PROBLEM STATEMENT: Only the lines holding the word "flag" are wanted; copy each of them from the listing.

**** AVAILABLE RECORDS

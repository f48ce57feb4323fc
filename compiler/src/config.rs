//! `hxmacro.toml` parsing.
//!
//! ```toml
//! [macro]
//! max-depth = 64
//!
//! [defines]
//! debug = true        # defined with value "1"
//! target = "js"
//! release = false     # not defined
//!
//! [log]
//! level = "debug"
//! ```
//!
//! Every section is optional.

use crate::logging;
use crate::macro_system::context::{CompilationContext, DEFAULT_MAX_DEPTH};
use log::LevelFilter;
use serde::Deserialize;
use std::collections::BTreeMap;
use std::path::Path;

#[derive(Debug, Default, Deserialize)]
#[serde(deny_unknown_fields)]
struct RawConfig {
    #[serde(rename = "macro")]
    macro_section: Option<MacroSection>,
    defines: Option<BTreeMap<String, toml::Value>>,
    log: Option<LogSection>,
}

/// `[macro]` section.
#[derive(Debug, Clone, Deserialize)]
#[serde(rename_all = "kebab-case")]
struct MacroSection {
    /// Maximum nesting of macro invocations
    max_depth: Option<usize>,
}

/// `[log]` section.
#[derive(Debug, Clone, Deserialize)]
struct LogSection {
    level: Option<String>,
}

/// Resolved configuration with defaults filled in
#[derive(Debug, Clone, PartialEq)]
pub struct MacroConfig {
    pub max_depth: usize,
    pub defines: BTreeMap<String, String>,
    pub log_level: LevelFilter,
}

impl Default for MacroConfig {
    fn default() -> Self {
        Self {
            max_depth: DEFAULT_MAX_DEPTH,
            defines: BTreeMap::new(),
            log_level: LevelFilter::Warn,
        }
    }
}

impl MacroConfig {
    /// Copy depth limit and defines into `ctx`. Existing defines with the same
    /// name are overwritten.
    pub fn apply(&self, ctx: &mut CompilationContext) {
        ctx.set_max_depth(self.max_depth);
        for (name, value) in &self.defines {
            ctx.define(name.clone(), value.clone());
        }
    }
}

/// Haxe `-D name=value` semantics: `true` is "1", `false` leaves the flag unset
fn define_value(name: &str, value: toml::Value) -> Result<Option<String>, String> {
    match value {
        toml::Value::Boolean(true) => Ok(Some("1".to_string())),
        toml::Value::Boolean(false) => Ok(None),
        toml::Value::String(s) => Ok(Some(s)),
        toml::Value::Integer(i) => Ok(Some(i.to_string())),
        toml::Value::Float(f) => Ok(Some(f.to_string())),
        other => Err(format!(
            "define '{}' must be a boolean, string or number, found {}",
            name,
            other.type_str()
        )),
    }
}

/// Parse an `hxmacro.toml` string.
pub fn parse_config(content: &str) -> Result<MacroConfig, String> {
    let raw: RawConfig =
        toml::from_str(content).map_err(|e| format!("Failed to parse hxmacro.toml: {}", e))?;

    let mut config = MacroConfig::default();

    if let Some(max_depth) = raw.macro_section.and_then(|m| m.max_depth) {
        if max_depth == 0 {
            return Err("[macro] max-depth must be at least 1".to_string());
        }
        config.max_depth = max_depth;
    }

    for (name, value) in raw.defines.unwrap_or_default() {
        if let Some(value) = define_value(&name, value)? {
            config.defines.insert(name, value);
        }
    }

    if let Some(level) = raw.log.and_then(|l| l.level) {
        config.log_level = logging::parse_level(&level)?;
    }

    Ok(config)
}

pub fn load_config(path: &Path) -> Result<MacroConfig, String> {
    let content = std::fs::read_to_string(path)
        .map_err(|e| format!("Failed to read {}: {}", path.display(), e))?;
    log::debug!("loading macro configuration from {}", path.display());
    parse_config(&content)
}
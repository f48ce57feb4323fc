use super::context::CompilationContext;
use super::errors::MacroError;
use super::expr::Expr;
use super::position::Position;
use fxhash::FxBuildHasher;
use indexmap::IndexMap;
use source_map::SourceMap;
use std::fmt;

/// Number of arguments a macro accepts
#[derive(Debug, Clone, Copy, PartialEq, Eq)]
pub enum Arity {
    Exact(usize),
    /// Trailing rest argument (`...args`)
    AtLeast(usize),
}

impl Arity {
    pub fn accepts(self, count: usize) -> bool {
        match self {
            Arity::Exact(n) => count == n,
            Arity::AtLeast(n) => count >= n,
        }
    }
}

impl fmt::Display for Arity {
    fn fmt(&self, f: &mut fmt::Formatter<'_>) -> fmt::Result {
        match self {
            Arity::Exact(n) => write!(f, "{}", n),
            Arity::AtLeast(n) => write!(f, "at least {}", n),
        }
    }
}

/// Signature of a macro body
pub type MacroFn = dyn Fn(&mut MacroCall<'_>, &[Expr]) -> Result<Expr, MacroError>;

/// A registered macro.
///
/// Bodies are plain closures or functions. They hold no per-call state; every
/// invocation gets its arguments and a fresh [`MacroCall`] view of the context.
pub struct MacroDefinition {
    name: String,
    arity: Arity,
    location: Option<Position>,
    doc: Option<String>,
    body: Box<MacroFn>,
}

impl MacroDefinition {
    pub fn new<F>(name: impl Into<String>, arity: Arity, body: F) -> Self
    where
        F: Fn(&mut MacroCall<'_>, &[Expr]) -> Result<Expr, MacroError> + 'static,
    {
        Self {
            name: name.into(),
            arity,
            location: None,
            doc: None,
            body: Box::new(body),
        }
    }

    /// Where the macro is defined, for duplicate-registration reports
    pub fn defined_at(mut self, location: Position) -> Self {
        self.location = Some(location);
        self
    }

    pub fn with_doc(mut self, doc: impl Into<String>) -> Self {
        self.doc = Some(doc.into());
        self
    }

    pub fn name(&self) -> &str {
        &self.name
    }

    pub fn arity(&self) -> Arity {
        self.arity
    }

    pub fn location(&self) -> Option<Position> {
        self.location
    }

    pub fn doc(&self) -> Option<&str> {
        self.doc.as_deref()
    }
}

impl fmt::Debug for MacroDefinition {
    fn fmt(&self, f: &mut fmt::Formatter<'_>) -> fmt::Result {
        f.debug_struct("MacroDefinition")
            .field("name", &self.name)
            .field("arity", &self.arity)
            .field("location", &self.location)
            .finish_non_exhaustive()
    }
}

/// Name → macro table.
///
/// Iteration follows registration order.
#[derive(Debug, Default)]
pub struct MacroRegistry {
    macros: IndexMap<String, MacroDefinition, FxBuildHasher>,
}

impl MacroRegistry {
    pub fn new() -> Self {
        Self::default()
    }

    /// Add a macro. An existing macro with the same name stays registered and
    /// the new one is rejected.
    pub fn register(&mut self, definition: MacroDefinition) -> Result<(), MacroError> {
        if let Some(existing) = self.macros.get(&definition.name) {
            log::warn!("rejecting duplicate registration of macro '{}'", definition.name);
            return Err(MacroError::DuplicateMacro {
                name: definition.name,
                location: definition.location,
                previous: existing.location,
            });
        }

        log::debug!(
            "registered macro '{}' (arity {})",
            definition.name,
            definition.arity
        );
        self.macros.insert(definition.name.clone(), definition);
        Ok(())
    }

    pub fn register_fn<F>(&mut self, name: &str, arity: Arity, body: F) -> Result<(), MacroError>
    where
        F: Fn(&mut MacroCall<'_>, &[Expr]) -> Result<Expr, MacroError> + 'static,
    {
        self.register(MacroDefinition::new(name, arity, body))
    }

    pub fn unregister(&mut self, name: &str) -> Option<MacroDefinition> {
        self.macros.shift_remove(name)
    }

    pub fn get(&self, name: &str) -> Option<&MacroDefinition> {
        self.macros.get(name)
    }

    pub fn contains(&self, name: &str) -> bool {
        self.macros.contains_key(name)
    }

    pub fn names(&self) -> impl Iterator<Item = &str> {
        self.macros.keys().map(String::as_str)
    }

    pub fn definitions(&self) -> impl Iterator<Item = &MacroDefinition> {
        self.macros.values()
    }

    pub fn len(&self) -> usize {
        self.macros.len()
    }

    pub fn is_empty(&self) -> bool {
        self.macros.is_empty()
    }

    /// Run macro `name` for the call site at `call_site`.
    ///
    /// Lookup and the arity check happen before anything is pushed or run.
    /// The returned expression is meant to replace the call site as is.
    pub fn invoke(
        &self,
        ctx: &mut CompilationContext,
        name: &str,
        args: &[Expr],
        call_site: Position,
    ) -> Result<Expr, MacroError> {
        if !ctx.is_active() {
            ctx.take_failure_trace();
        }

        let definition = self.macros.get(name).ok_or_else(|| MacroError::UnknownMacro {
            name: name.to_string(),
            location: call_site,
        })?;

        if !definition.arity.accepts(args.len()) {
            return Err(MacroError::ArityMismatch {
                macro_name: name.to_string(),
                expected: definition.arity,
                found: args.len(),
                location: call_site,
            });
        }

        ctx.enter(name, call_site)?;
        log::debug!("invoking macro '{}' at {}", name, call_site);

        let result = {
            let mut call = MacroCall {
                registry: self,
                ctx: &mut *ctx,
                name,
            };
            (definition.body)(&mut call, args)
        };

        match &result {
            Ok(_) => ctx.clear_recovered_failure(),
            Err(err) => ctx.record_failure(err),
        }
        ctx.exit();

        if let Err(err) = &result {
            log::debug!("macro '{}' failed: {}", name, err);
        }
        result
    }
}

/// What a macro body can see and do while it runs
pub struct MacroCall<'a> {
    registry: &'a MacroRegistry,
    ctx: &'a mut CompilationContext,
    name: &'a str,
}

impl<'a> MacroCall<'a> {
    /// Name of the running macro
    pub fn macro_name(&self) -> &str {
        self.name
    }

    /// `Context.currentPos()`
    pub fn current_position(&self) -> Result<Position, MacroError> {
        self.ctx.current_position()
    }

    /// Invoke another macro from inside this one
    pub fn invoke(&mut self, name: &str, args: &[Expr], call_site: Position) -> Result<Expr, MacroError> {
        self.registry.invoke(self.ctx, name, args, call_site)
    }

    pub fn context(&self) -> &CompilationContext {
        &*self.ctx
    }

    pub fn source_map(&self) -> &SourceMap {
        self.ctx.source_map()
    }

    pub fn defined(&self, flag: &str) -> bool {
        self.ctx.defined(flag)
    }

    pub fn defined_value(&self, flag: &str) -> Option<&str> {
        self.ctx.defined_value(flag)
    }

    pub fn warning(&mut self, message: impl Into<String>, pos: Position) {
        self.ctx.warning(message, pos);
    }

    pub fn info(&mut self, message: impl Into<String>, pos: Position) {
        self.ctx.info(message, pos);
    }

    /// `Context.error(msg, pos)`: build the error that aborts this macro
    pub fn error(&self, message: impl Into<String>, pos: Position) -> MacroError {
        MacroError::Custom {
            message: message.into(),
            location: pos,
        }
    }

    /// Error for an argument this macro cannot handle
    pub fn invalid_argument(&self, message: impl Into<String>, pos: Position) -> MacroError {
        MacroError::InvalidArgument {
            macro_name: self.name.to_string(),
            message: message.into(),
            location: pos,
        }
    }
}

********

FINISHED EXERCISE:
/// Haxe `-D name=value` semantics: `true` is "1", `false` leaves the flag unset
    pub fn defined(&self, flag: &str) -> bool {
        self.ctx.defined(flag)
    pub fn defined_value(&self, flag: &str) -> Option<&str> {
        self.ctx.defined_value(flag)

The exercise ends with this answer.